J. Wolfe, A.Z. Tarnopolsky, N.H. Fletcher, L.C.L. Hollenberg, and J. Smith published a paper titled “Some Effects of the Player’s Vocal Track and Tongue On Wind Instrument Sound” in 2003. They used two different artificial players. One used fluid filled latex “lips” that appears to be similar in design to Gilbert’s and Pettiot’s one. The other they described as, “a simple cantilever spring. We call this version of the player Phyl, for ‘PHYsicist’s Lips’.” (Wolfe, et al)

In 2007 Seona Bromage’s thesis used artificial lips made of latex rubber tubes filled with water. Bromage’s paper includes this image, which suggests that the mouthpiece was centered on the artificial lips.

– Visualization of the Lip Motion of Brass Instrument Players, and Investigations of an Artificial Mouth as a Tool for Comparative Studies of Instruments, Seona Bromage, p. 11

Here’s a photograph of the actual “mouth.”

– Visualization of the Lip Motion of Brass Instrument Players, and Investigations of an Artificial Mouth as a Tool for Comparative Studies of Instruments, Seona Bromage, p. 22

Bromage also compared the artificial lips playing a trombone to actual musicians playing, using a transparent mouthpiece. I have to admit that the discussion of the physics involved went over my head, so I’m not sure what to think of the results of this paper.

In fact, I’m not sure what to make of any of these acoustics papers. I *think* that I’m following the general discussion, but an awful lot of the physics are beyond my understanding. Combine that with the use of terms that mean something different to me (for example, upstream and downstream are terms that I would use to describe the general direction the air is directed as it passes the lips into the mouthpiece, but in physics they mean something completely different).
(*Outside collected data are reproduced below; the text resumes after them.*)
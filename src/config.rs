//! Star lifecycle tunables.
//!
//! Everything that was a process-wide flag in earlier firmware is an explicit
//! configuration value here, so independently-configured star-fields can
//! coexist and be tested in isolation.

use embassy_time::Duration;

/// How a star leaves its "on" phase.
#[derive(Debug, Clone, Copy, PartialEq, Eq)]
pub enum FadeMode {
    /// Hold full brightness for the whole lifetime, then go dark at once.
    Binary,
    /// Decay brightness in ~100 small steps spread across the lifetime.
    Smooth,
}

/// Saturation drawn at ignition.
#[derive(Debug, Clone, Copy, PartialEq, Eq)]
pub enum SaturationPolicy {
    /// Uniform in [0.5, 1]; biased away from washed-out colors.
    Vivid,
    /// Fixed at 1.0.
    Full,
}

/// Tunables for star lifecycles.
#[derive(Debug, Clone, Copy)]
pub struct TwinkleConfig {
    pub fade: FadeMode,
    pub saturation: SaturationPolicy,
    /// Shortest lifetime a single ignition can draw.
    pub lifetime_min: Duration,
    /// Longest lifetime a single ignition can draw.
    pub lifetime_max: Duration,
    /// Upper bound of the random startup delay, so that a freshly started
    /// field does not ignite in lockstep.
    pub ignition_jitter: Duration,
}

impl TwinkleConfig {
    /// Smooth fade, 3-10 s lifetimes, vivid colors.
    pub const DEFAULT: Self = Self {
        fade: FadeMode::Smooth,
        saturation: SaturationPolicy::Vivid,
        lifetime_min: Duration::from_secs(3),
        lifetime_max: Duration::from_secs(10),
        ignition_jitter: Duration::from_secs(5),
    };

    /// Slower variant: binary fade, 10-20 s lifetimes, fully saturated.
    pub const SLOW: Self = Self {
        fade: FadeMode::Binary,
        saturation: SaturationPolicy::Full,
        lifetime_min: Duration::from_secs(10),
        lifetime_max: Duration::from_secs(20),
        ignition_jitter: Duration::from_secs(5),
    };
}

impl Default for TwinkleConfig {
    fn default() -> Self {
        Self::DEFAULT
    }
}
//! Small deterministic PRNG for lifecycle randomization.
//!
//! SplitMix64: two multiply-xorshift rounds per output. Not cryptographic,
//! just cheap uncorrelated streams that can be seeded for reproducible
//! tests. The production default seeds from the monotonic clock.

use embassy_time::Instant;

#[derive(Debug, Clone)]
pub struct SplitMix64 {
    state: u64,
}

impl SplitMix64 {
    pub const fn new(seed: u64) -> Self {
        Self { state: seed }
    }

    /// Seed from the monotonic clock. Production default.
    pub fn from_clock() -> Self {
        Self::new(Instant::now().as_micros() ^ 0x9e37_79b9_7f4a_7c15)
    }

    pub fn next_u64(&mut self) -> u64 {
        self.state = self.state.wrapping_add(0x9e37_79b9_7f4a_7c15);
        let mut z = self.state;
        z = (z ^ (z >> 30)).wrapping_mul(0xbf58_476d_1ce4_e5b9);
        z = (z ^ (z >> 27)).wrapping_mul(0x94d0_49bb_1331_11eb);
        z ^ (z >> 31)
    }

    /// Uniform f32 in [0, 1), using the top 24 bits of the next output.
    #[allow(clippy::cast_precision_loss)]
    pub fn next_f32(&mut self) -> f32 {
        ((self.next_u64() >> 40) as f32) * (1.0 / 16_777_216.0)
    }

    /// Uniform u64 in [0, bound). Returns 0 when `bound` is 0.
    pub fn next_below(&mut self, bound: u64) -> u64 {
        if bound == 0 {
            return 0;
        }
        self.next_u64() % bound
    }
}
Just as musicians like me are not usually well trained in physics, I doubt that the physicists studying the acoustics of brass instrument have a well informed understanding of brass embouchure mechanics. To be honest, I don’t find many brass musicians have an accurate understanding of embouchure mechanics either. For the purposes of their physics research I guess it doesn’t make that much difference, but I am curious if modeling the lips in a more realistic way would maybe provide some insights that we could use to advance our understanding of instrument construction or brass pedagogy.